We had not intended to give dd any nuts at all until she was 3, because we heard that was the current thinking on allergies, especially in allergic families like ours (I have an anaphyllactic reaction to all fish, dh's sister is terribly allergic to all nuts). However, one day when she was about 17 months, we gave dd a muffin which we were told was a plain cherry muffin. After she had eaten half of it, I took a bite and tasted slivered almonds. Of course we panicked, carried her all the rest of the day to be sure we could hear her breathing at all times, etc. She was fine.

I still intended to give her nothing else with nuts until she was 3 (since people may not react at the first exposure), but darned if we didn't have a similar experience about 6 months later with an oatmeal cookie that was supposed to have absolutely no nuts, but definitely did (you'd think I'd have tasted it first, but yeah, well...). She was fine that time too.

So, she's now 27 months, and I was blanching almonds for a recipe a couple weeks ago and she asked for one. I decided that I have enough trouble getting protein in her (she'd live on fruit and dry cereal if she could), and I'd give it a shot. So, I gave her a blanched almond and watched her carefully...same rules other have discussed, that almonds are for eating in the kitchen at the table with Mommy right there. She was fine, and she really liked it. I gave her a few more, but one at a time from my bowl. I don't think I'd give them to her in a bowl of her own, since I think she'd try to eat a handful at once.

Just my two cents...

-Debi


----------



## slightly crunchy (Jul 7, 2003)

FYI, the AAP has no such statement about withholding all nuts until age 3. There may be some allergy organization that says that, but not the AAP.

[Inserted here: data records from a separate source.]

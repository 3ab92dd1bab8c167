//! Error types for tabular readers and writers

use thiserror::Error;

/// Format reader/writer errors
#[derive(Error, Debug)]
pub enum Error {
    #[error("I/O error: {0}")]
    Io(#[from] std::io::Error),

    #[error("CSV error: {0}")]
    Csv(#[from] csv::Error),

    #[error("Could not decode file with any of: {0}")]
    Encoding(String),

    #[error("Malformed row at line {line}: expected {expected} fields, found {found}")]
    MalformedRow {
        line: u64,
        expected: usize,
        found: usize,
    },

    #[error("Unsupported format: {0}")]
    UnsupportedFormat(String),

    #[error("Invalid file: {0}")]
    InvalidFile(String),

    #[error("Input directory not found: {0}")]
    MissingDirectory(String),

    #[error("Row {row} has {found} cells but the table has {expected} columns")]
    RowWidth {
        row: usize,
        expected: usize,
        found: usize,
    },
}

/// Result type alias for format operations
pub type Result<T> = std::result::Result<T, Error>;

In fact, most friends and relatives have been surprised that we waited on tree nuts until almost 2 years old (still haven't done peanuts, are waiting until 3 years to hopefully reduce allergy risk), as their pediatricians told them peanut butter was fine after one year. If you look on Dr. Sears website, he talks about feeding peanut butter to toddlers as a healthy snack.

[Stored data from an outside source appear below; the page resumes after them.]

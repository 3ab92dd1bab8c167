//! Dataset kinds and how a file is assigned one

use crate::{Error, Result};
use serde::{Deserialize, Serialize};
use std::collections::BTreeMap;
use std::fmt;
use std::str::FromStr;

/// The kind of dataset a file holds, selecting its filter policy
#[derive(Debug, Clone, Copy, PartialEq, Eq, PartialOrd, Ord, Hash, Serialize, Deserialize)]
#[serde(rename_all = "kebab-case")]
pub enum DatasetKind {
    /// Detailed regional sales with per-listing attributes
    RegionalSales,
    /// County sales records with grade and coordinates
    CountySales,
    /// Year-indexed price change series
    IndexByYear,
    /// Generic numeric price index
    NumericIndex,
    /// Anything else
    Generic,
}

impl DatasetKind {
    pub const ALL: [DatasetKind; 5] = [
        DatasetKind::RegionalSales,
        DatasetKind::CountySales,
        DatasetKind::IndexByYear,
        DatasetKind::NumericIndex,
        DatasetKind::Generic,
    ];

    pub fn as_str(self) -> &'static str {
        match self {
            DatasetKind::RegionalSales => "regional-sales",
            DatasetKind::CountySales => "county-sales",
            DatasetKind::IndexByYear => "index-by-year",
            DatasetKind::NumericIndex => "numeric-index",
            DatasetKind::Generic => "generic",
        }
    }

    pub fn description(self) -> &'static str {
        match self {
            DatasetKind::RegionalSales => "detailed regional sales data",
            DatasetKind::CountySales => "county sales data",
            DatasetKind::IndexByYear => "time-series index data by year",
            DatasetKind::NumericIndex => "numeric price index data",
            DatasetKind::Generic => "unclassified data",
        }
    }

    /// Guess the kind from keywords in a file name (case-insensitive).
    ///
    /// Only used when inference is switched on; explicit assignments win.
    pub fn from_filename(filename: &str) -> DatasetKind {
        let name = filename.to_lowercase();
        let has_any = |keywords: &[&str]| keywords.iter().any(|k| name.contains(k));

        if name.contains("india") && !name.contains("index") {
            DatasetKind::RegionalSales
        } else if has_any(&["house_prices", "housing"]) {
            DatasetKind::CountySales
        } else if has_any(&["real_year", "nominal_year", "real_index", "nominal_index"]) {
            DatasetKind::IndexByYear
        } else if name.contains("index") {
            DatasetKind::NumericIndex
        } else {
            DatasetKind::Generic
        }
    }
}

impl fmt::Display for DatasetKind {
    fn fmt(&self, f: &mut fmt::Formatter<'_>) -> fmt::Result {
        f.write_str(self.as_str())
    }
}

impl FromStr for DatasetKind {
    type Err = Error;

    fn from_str(s: &str) -> Result<Self> {
        let normalized = s.trim().to_ascii_lowercase().replace('_', "-");
        DatasetKind::ALL
            .into_iter()
            .find(|kind| kind.as_str() == normalized)
            .ok_or_else(|| Error::UnknownKind(s.to_string()))
    }
}

/// How a dataset's kind was decided
#[derive(Debug, Clone, Copy, PartialEq, Eq, Serialize, Deserialize)]
#[serde(rename_all = "lowercase")]
pub enum KindSource {
    /// Assigned by the caller
    Explicit,
    /// Guessed from the file name
    Inferred,
    /// Neither; the generic policy applies
    Fallback,
}

impl fmt::Display for KindSource {
    fn fmt(&self, f: &mut fmt::Formatter<'_>) -> fmt::Result {
        f.write_str(match self {
            KindSource::Explicit => "explicit",
            KindSource::Inferred => "inferred",
            KindSource::Fallback => "fallback",
        })
    }
}

/// Caller-supplied kind tags, keyed by file name or dataset key
#[derive(Debug, Clone, Default, PartialEq, Serialize, Deserialize)]
#[serde(default)]
pub struct KindAssignments {
    pub kinds: BTreeMap<String, DatasetKind>,
    /// Fall back to file-name keywords for files without a tag
    pub infer_kinds: bool,
}

impl KindAssignments {
    pub fn new() -> Self {
        Self::default()
    }

    pub fn assign(mut self, name: impl Into<String>, kind: DatasetKind) -> Self {
        self.kinds.insert(name.into(), kind);
        self
    }

    pub fn with_inference(mut self, infer: bool) -> Self {
        self.infer_kinds = infer;
        self
    }

    /// Parse a `FILE=KIND` command-line assignment.
    pub fn parse_assignment(raw: &str) -> Result<(String, DatasetKind)> {
        let (name, kind) = raw
            .split_once('=')
            .ok_or_else(|| Error::InvalidAssignment(raw.to_string()))?;
        let name = name.trim();
        if name.is_empty() {
            return Err(Error::InvalidAssignment(raw.to_string()));
        }
        Ok((name.to_string(), kind.parse()?))
    }

    /// Decide the kind for a file.
    pub fn resolve(&self, filename: &str, key: &str) -> (DatasetKind, KindSource) {
        if let Some(kind) = self.kinds.get(filename).or_else(|| self.kinds.get(key)) {
            return (*kind, KindSource::Explicit);
        }
        if self.infer_kinds {
            return (DatasetKind::from_filename(filename), KindSource::Inferred);
        }
        (DatasetKind::Generic, KindSource::Fallback)
    }
}

#[cfg(test)]
mod tests {
    use super::*;

    #[test]
    fn test_from_filename() {
        assert_eq!(DatasetKind::from_filename("India_House_Price.csv"), DatasetKind::RegionalSales);
        assert_eq!(DatasetKind::from_filename("india_price_index.csv"), DatasetKind::NumericIndex);
        assert_eq!(DatasetKind::from_filename("kc_house_prices.csv"), DatasetKind::CountySales);
        assert_eq!(DatasetKind::from_filename("Housing.csv"), DatasetKind::CountySales);
        assert_eq!(DatasetKind::from_filename("REAL_YEAR.csv"), DatasetKind::IndexByYear);
        assert_eq!(DatasetKind::from_filename("nominal_index.csv"), DatasetKind::IndexByYear);
        assert_eq!(DatasetKind::from_filename("price_index.csv"), DatasetKind::NumericIndex);
        assert_eq!(DatasetKind::from_filename("misc.csv"), DatasetKind::Generic);
    }

    #[test]
    fn test_parse_kind() {
        assert_eq!("county-sales".parse::<DatasetKind>().unwrap(), DatasetKind::CountySales);
        assert_eq!("Index_By_Year".parse::<DatasetKind>().unwrap(), DatasetKind::IndexByYear);
        assert!(matches!("sales".parse::<DatasetKind>(), Err(Error::UnknownKind(_))));
    }

    #[test]
    fn test_parse_assignment() {
        let (name, kind) = KindAssignments::parse_assignment("Housing.csv=county-sales").unwrap();
        assert_eq!(name, "Housing.csv");
        assert_eq!(kind, DatasetKind::CountySales);

        assert!(matches!(
            KindAssignments::parse_assignment("Housing.csv"),
            Err(Error::InvalidAssignment(_))
        ));
        assert!(matches!(
            KindAssignments::parse_assignment("=generic"),
            Err(Error::InvalidAssignment(_))
        ));
    }

    #[test]
    fn test_resolve_prefers_explicit() {
        let assignments = KindAssignments::new()
            .assign("Housing.csv", DatasetKind::NumericIndex)
            .assign("real_year", DatasetKind::Generic)
            .with_inference(true);

        assert_eq!(
            assignments.resolve("Housing.csv", "housing"),
            (DatasetKind::NumericIndex, KindSource::Explicit)
        );
        assert_eq!(
            assignments.resolve("Real_Year.csv", "real_year"),
            (DatasetKind::Generic, KindSource::Explicit)
        );
        assert_eq!(
            assignments.resolve("house_prices.csv", "house_prices"),
            (DatasetKind::CountySales, KindSource::Inferred)
        );
    }

    #[test]
    fn test_resolve_without_inference() {
        let assignments = KindAssignments::new();
        assert_eq!(
            assignments.resolve("house_prices.csv", "house_prices"),
            (DatasetKind::Generic, KindSource::Fallback)
        );
    }

    #[test]
    fn test_serde_tags() {
        let json = serde_json::to_string(&DatasetKind::IndexByYear).unwrap();
        assert_eq!(json, "\"index-by-year\"");
    }
}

From what I understand, even though the allergists say to wait until 3 years, there is no proof that this will mean a kid who was going to be allergic, will not be. I think it is mostly theoretical at this point. Correct me if I'm wrong.


----------



## kakies (Aug 8, 2002)

I let dd begin eating almomds at around 14mo. She saw me eating and she wanted some. I was a little hessitant at first. Then I thought, what if I don't let her eat them maybe one day she will find one and eat it when I am not looking...and choke!. So I decided to teach her. I would say: "Yes you can eat this but slowly, very slowly. Hold it and scrape it with your front teeth, slooowly." From then on dh and I began to eat nuts the same way...slowly. She would even monitor us and say "mommy, eat slowly" "mommy, not choke, ok?"

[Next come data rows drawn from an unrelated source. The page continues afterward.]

//! CSV writer
//!
//! Writes a [`Table`] back out as UTF-8 CSV. Names ending in `.gz` are
//! gzip-compressed and `.tsv` names are tab delimited, mirroring the reader.

use crate::reader::delimiter_for;
use crate::{Result, Table};
use csv::WriterBuilder;
use flate2::write::GzEncoder;
use flate2::Compression;
use std::fs::File;
use std::io::{BufWriter, Write};
use std::path::Path;

/// Write `table` as delimited text to any writer.
pub fn write_table<W: Write>(table: &Table, writer: W, delimiter: u8) -> Result<()> {
    let mut wtr = WriterBuilder::new().delimiter(delimiter).from_writer(writer);

    wtr.write_record(table.columns())?;
    let mut fields: Vec<String> = Vec::with_capacity(table.width());
    for row in table.rows() {
        fields.clear();
        fields.extend(row.iter().map(|cell| cell.to_string()));
        wtr.write_record(&fields)?;
    }

    wtr.flush()?;
    Ok(())
}

/// Write `table` to `path`, picking delimiter and compression from the name.
pub fn write_table_file<P: AsRef<Path>>(table: &Table, path: P) -> Result<()> {
    let path = path.as_ref();
    let filename = path
        .file_name()
        .and_then(|n| n.to_str())
        .unwrap_or_default()
        .to_string();
    let delimiter = delimiter_for(&filename);
    let mut file = BufWriter::new(File::create(path)?);

    if filename.to_ascii_lowercase().ends_with(".gz") {
        let mut encoder = GzEncoder::new(file, Compression::default());
        write_table(table, &mut encoder, delimiter)?;
        encoder.finish()?.flush()?;
    } else {
        write_table(table, &mut file, delimiter)?;
        file.flush()?;
    }
    Ok(())
}

#[cfg(test)]
mod tests {
    use super::*;
    use crate::csv_reader::parse_text;
    use crate::reader::{load_file, LoaderConfig};
    use crate::{Cell, ColumnType};
    use chrono::NaiveDate;
    use tempfile::TempDir;

    #[test]
    fn test_write_renders_cells() {
        let date = NaiveDate::from_ymd_opt(2021, 6, 1).unwrap().and_hms_opt(0, 0, 0).unwrap();
        let table = Table::new(
            vec!["id".into(), "price".into(), "note".into(), "date".into(), "ok".into()],
            vec![
                ColumnType::Integer,
                ColumnType::Float,
                ColumnType::Text,
                ColumnType::DateTime,
                ColumnType::Boolean,
            ],
            vec![
                vec![
                    Cell::Int(1),
                    Cell::Float(3.0),
                    Cell::Text("a, b".into()),
                    Cell::DateTime(date),
                    Cell::Bool(false),
                ],
                vec![Cell::Int(2), Cell::Null, Cell::Null, Cell::Null, Cell::Bool(true)],
            ],
        )
        .unwrap();

        let mut out = Vec::new();
        write_table(&table, &mut out, b',').unwrap();
        let text = String::from_utf8(out).unwrap();

        assert_eq!(
            text,
            "id,price,note,date,ok\n1,3.0,\"a, b\",2021-06-01,False\n2,,,,True\n"
        );
    }

    #[test]
    fn test_written_file_reads_back() {
        let original = parse_text("price,city\n100.5,Kent\n,Renton\n", b',').unwrap();

        let dir = TempDir::new().unwrap();
        let path = dir.path().join("out.csv.gz");
        write_table_file(&original, &path).unwrap();

        let reloaded = load_file(&path, &LoaderConfig::default()).unwrap();
        assert_eq!(reloaded.table, original);
    }

    #[test]
    fn test_tsv_output() {
        let table = parse_text("a,b\n1,2\n", b',').unwrap();
        let dir = TempDir::new().unwrap();
        let path = dir.path().join("out.tsv");
        write_table_file(&table, &path).unwrap();

        let written = std::fs::read_to_string(&path).unwrap();
        assert_eq!(written, "a\tb\n1\t2\n");
    }
}
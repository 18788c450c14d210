//! Per-channel DMA register window.
//!
//! Every RDMA/WDMA engine of a block exposes the same window layout at its
//! own base offset; [`DmaRegs`] hands out typed descriptors into it.

use tock_registers::register_bitfields;

use super::Reg;

/// Maximum number of buffers one FRO shot can address.
pub const MAX_BATCH: usize = 8;

const OFFSET_EN: u32 = 0x00;
const OFFSET_DATA_FORMAT: u32 = 0x04;
const OFFSET_WIDTH: u32 = 0x08;
const OFFSET_HEIGHT: u32 = 0x0C;
const OFFSET_STRIDE_1P: u32 = 0x10;
const OFFSET_COMP_CTRL: u32 = 0x14;
const OFFSET_HEADER_STRIDE_1P: u32 = 0x18;
const OFFSET_BUS_INFO: u32 = 0x1C;
const OFFSET_VOTF_EN: u32 = 0x20;
const OFFSET_SET_ID: u32 = 0x24;
const OFFSET_IMG_BASE_ADDR_1P: u32 = 0x40;
const OFFSET_HEADER_BASE_ADDR_1P: u32 = 0x60;

/// Write-allocate hint on the AXI bus-info register.
pub const BUS_INFO_WRITE_ALLOC: u32 = 1 << 4;

register_bitfields! {u32,
    pub DMA_EN [
        EN OFFSET(0) NUMBITS(1) []
    ],
    pub DMA_DATA_FORMAT [
        FORMAT OFFSET(0) NUMBITS(5) [],
        BITWIDTH OFFSET(8) NUMBITS(5) [],
        PIXELSIZE OFFSET(16) NUMBITS(5) [],
        MSB_ALIGN OFFSET(24) NUMBITS(1) []
    ],
    pub DMA_COMP_CTRL [
        SBWC_EN OFFSET(0) NUMBITS(2) [],
        ALIGN_64B OFFSET(4) NUMBITS(1) [],
        QUALITY_CONTROL OFFSET(8) NUMBITS(2) [],
        CACHE_32B_PA OFFSET(12) NUMBITS(1) []
    ],
    pub DMA_SET_ID [
        SET_ID OFFSET(0) NUMBITS(2) []
    ]
}

#[derive(Clone, Copy, Debug, PartialEq, Eq)]
pub struct DmaRegs {
    base: u32,
}

impl DmaRegs {
    pub const fn new(base: u32) -> Self {
        Self { base }
    }

    pub const fn base(&self) -> u32 {
        self.base
    }

    pub const fn en(&self) -> Reg<DMA_EN::Register> {
        Reg::new(self.base + OFFSET_EN)
    }

    pub const fn data_format(&self) -> Reg<DMA_DATA_FORMAT::Register> {
        Reg::new(self.base + OFFSET_DATA_FORMAT)
    }

    pub const fn width(&self) -> Reg {
        Reg::new(self.base + OFFSET_WIDTH)
    }

    pub const fn height(&self) -> Reg {
        Reg::new(self.base + OFFSET_HEIGHT)
    }

    pub const fn stride(&self) -> Reg {
        Reg::new(self.base + OFFSET_STRIDE_1P)
    }

    pub const fn comp_ctrl(&self) -> Reg<DMA_COMP_CTRL::Register> {
        Reg::new(self.base + OFFSET_COMP_CTRL)
    }

    pub const fn header_stride(&self) -> Reg {
        Reg::new(self.base + OFFSET_HEADER_STRIDE_1P)
    }

    pub const fn bus_info(&self) -> Reg {
        Reg::new(self.base + OFFSET_BUS_INFO)
    }

    pub const fn votf_en(&self) -> Reg {
        Reg::new(self.base + OFFSET_VOTF_EN)
    }

    pub const fn set_id(&self) -> Reg<DMA_SET_ID::Register> {
        Reg::new(self.base + OFFSET_SET_ID)
    }

    /// Image base address slot of batch buffer `idx`.
    pub const fn img_addr(&self, idx: usize) -> Reg {
        Reg::new(self.base + OFFSET_IMG_BASE_ADDR_1P + (idx as u32) * 4)
    }

    /// Header base address slot of batch buffer `idx`.
    pub const fn header_addr(&self, idx: usize) -> Reg {
        Reg::new(self.base + OFFSET_HEADER_BASE_ADDR_1P + (idx as u32) * 4)
    }
}

#[cfg(test)]
mod tests {
    use super::*;

    #[test]
    fn address_slots_fit_the_window() {
        let regs = DmaRegs::new(0x5000);
        assert_eq!(regs.img_addr(MAX_BATCH - 1).offset(), 0x505C);
        assert_eq!(regs.header_addr(MAX_BATCH - 1).offset(), 0x507C);
    }
}
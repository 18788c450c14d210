//! Stride and size arithmetic shared by every DMA channel.
//!
//! All functions are pure; the same inputs always produce the same value.

use super::{CompMode, DmaFormat, LossyQuality};

pub const fn align_up(value: u32, align: u32) -> u32 {
    if align == 0 {
        value
    } else {
        value.div_ceil(align) * align
    }
}

pub const fn align_down(value: u32, align: u32) -> u32 {
    if align == 0 {
        value
    } else {
        value / align * align
    }
}

/// Bytes of one uncompressed line.
///
/// Packed formats take `pixel_size` bits per pixel, everything else the
/// memory bit width. Non-image data is one byte per element.
pub fn image_stride(
    bit_width: u32,
    pixel_size: u32,
    format: DmaFormat,
    width: u32,
    align: u32,
    is_image: bool,
) -> u32 {
    let bytes = if is_image {
        let bits = if format.is_packed() {
            pixel_size
        } else {
            bit_width
        };
        (width * bits).div_ceil(8)
    } else {
        width
    };

    align_up(bytes, align)
}

/// Bytes of one row of compression blocks.
pub fn payload_stride(
    mode: CompMode,
    pixel_size: u32,
    width: u32,
    align_64b: bool,
    quality: LossyQuality,
    block_width: u32,
    block_height: u32,
) -> u32 {
    let blocks = width.div_ceil(block_width);
    let raw = block_width * block_height * pixel_size / 8;
    let per_block = match mode {
        CompMode::None => return 0,
        CompMode::Lossless => raw,
        CompMode::Lossy => {
            let (num, den) = quality.ratio();
            raw * num / den
        }
    };
    let block_align = if align_64b { 64 } else { 32 };

    blocks * align_up(per_block, block_align)
}

/// Bytes of one header line: 4 bits per compression block.
pub fn header_stride(width: u32, block_width: u32, align: u32) -> u32 {
    let blocks = width.div_ceil(block_width);
    align_up(blocks.div_ceil(2), align)
}

/// Payload plane size of `height` lines.
pub fn payload_size(height: u32, block_height: u32, stride: u32) -> u32 {
    height.div_ceil(block_height) * stride
}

She learned to chew them very well. Now she is 31mo and she is a total expert with anything she eats. I am not afraid of her choking on anything. She actually chews her nuts to the point of 'liquid' almost before she swallows.

But your situation is different. In our case, I or dh were the ones checking to see that she is eating them correctly....in your case it's someone else and you might not know if they will be as vigilant. I would practice at home until I am sure he remembers the rules about eating this type of food.


----------



## samuelsmom (Nov 27, 2002)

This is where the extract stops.